As we established above, the $r$ value does not affect decryption, so it does not matter if the $r$ values are different, it will still decrypt to $m_1 + m_2$.
leaking information
Using this homomorphic addition property, we are able to arbitrarily add values to our plaintext (which includes negative values, therefore allowing for subtraction too).
However, since we have to submit all 20 ciphertexts at once, we cannot use any sort of adaptive ciphertext attacks, where we modify the ciphertext based on the result of the query (such as binary search).
The trick to this challenge is that since we can arbitrarily subtract any value from the plaintext, we can use this to guess a value for a byte at a certain position, by subtracting a value such that it will turn into a null byte.
Since there is already a null byte in the padding, we must first add some random value such that this null byte disappears.
Then, a null byte will be present in the plaintext if our guess for the byte at that position is correct. Since the null byte is what causes the padding to be valid, the padding will only be valid if our guess is correct.
Otherwise, if our guess is wrong, there will be no null byte in the plaintext, and it will error (as mentioned above).
We can also extend this to testing for multiple bytes, although we will only know if at least one of our guesses is correct, and we won’t know which one that is.
So, this allows us to, on each query, divide the possible plaintexts into two sets, one where the padding would be valid, and one where the padding would not be valid (the random bytes are not affected, and so do not matter).

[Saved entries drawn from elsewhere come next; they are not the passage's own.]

// Leaderboard cache: stores the last computed leaderboard per competition as
// gzip-compressed JSON. Readers use it to avoid recomputing; the lifecycle
// never depends on it.

use std::io::{Read, Write};
use std::sync::Arc;

use async_trait::async_trait;
use chrono::{DateTime, Utc};
use flate2::read::GzDecoder;
use flate2::write::GzEncoder;
use flate2::Compression;

use crate::db::Database;
use crate::error::CacheError;
use crate::leaderboard::Leaderboard;

#[async_trait]
pub trait LeaderboardCache: Send + Sync {
    async fn store(&self, leaderboard: &Leaderboard, now: DateTime<Utc>) -> Result<(), CacheError>;
}

/// Cache backed by the `leaderboard_cache` table.
pub struct DbLeaderboardCache {
    db: Arc<Database>,
}

impl DbLeaderboardCache {
    pub fn new(db: Arc<Database>) -> Self {
        Self { db }
    }

    /// The cached leaderboard and when it was written, if any.
    pub async fn load(
        &self,
        competition_id: i64,
    ) -> Result<Option<(Leaderboard, DateTime<Utc>)>, CacheError> {
        let Some((data, cached_at)) = self.db.load_leaderboard_cache(competition_id).await? else {
            return Ok(None);
        };
        let json = decompress(&data)?;
        Ok(Some((serde_json::from_str(&json)?, cached_at)))
    }
}

#[async_trait]
impl LeaderboardCache for DbLeaderboardCache {
    async fn store(&self, leaderboard: &Leaderboard, now: DateTime<Utc>) -> Result<(), CacheError> {
        let data = compress(&serde_json::to_string(leaderboard)?)?;
        self.db
            .store_leaderboard_cache(leaderboard.competition_id, &data, now)
            .await?;
        Ok(())
    }
}

fn compress(json: &str) -> Result<Vec<u8>, std::io::Error> {
    let mut encoder = GzEncoder::new(Vec::new(), Compression::fast());
    encoder.write_all(json.as_bytes())?;
    encoder.finish()
}

fn decompress(data: &[u8]) -> Result<String, std::io::Error> {
    let mut decoder = GzDecoder::new(data);
    let mut result = String::new();
    decoder.read_to_string(&mut result)?;
    Ok(result)
}

#[cfg(test)]
mod tests {
    use super::*;
    use crate::competition::CompetitionState;
    use crate::criteria::Score;
    use crate::leaderboard::LeaderboardEntry;

    #[test]
    fn test_compress_round_trip() {
        let json = r#"{"entries":[]}"#;
        let data = compress(json).unwrap();
        assert_eq!(decompress(&data).unwrap(), json);
        assert!(decompress(b"not gzip").is_err());
    }

    #[tokio::test]
    async fn test_store_and_load() {
        let db = Arc::new(Database::in_memory().await.unwrap());
        let now = Utc::now();
        let competition = db
            .insert_competition(&crate::db::tests_support::sample_new(), now)
            .await
            .unwrap();
        let cache = DbLeaderboardCache::new(db.clone());
        assert!(cache.load(competition.id).await.unwrap().is_none());

        let leaderboard = Leaderboard {
            competition_id: competition.id,
            state: CompetitionState::Ended,
            generated_at: now,
            entries: vec![LeaderboardEntry {
                rank: 1,
                player_id: 4,
                player_name: Some("dana".into()),
                score: Score::Count { value: 12 },
                metadata: None,
            }],
        };
        cache.store(&leaderboard, now).await.unwrap();

        let (loaded, cached_at) = cache.load(competition.id).await.unwrap().unwrap();
        assert_eq!(loaded, leaderboard);
        assert_eq!(cached_at, now);
    }
}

If we send 20 different queries, and find the intersection of the 20 resulting sets, we should hope to find only the correct plaintext.
Theoretically we only need 16, as there are 16 bits of entropy, however the author was very nice and gave us 4 extra, so we can use a very naive method to generate them, which is essentially just randomly generating queries that split the set of candidates in half.
implementation details
To generate the queries, I used a greedy-type algorithm to pick the most common character (that wouldn’t cause the subset to contain above half) at a randomly chosen index, adding all candidates which had that character at the index, and repeating until the resulting subset was about half of the total number of candidates. Additionally, since the possible candidates remain the same for all rounds, we can use the same queries each time.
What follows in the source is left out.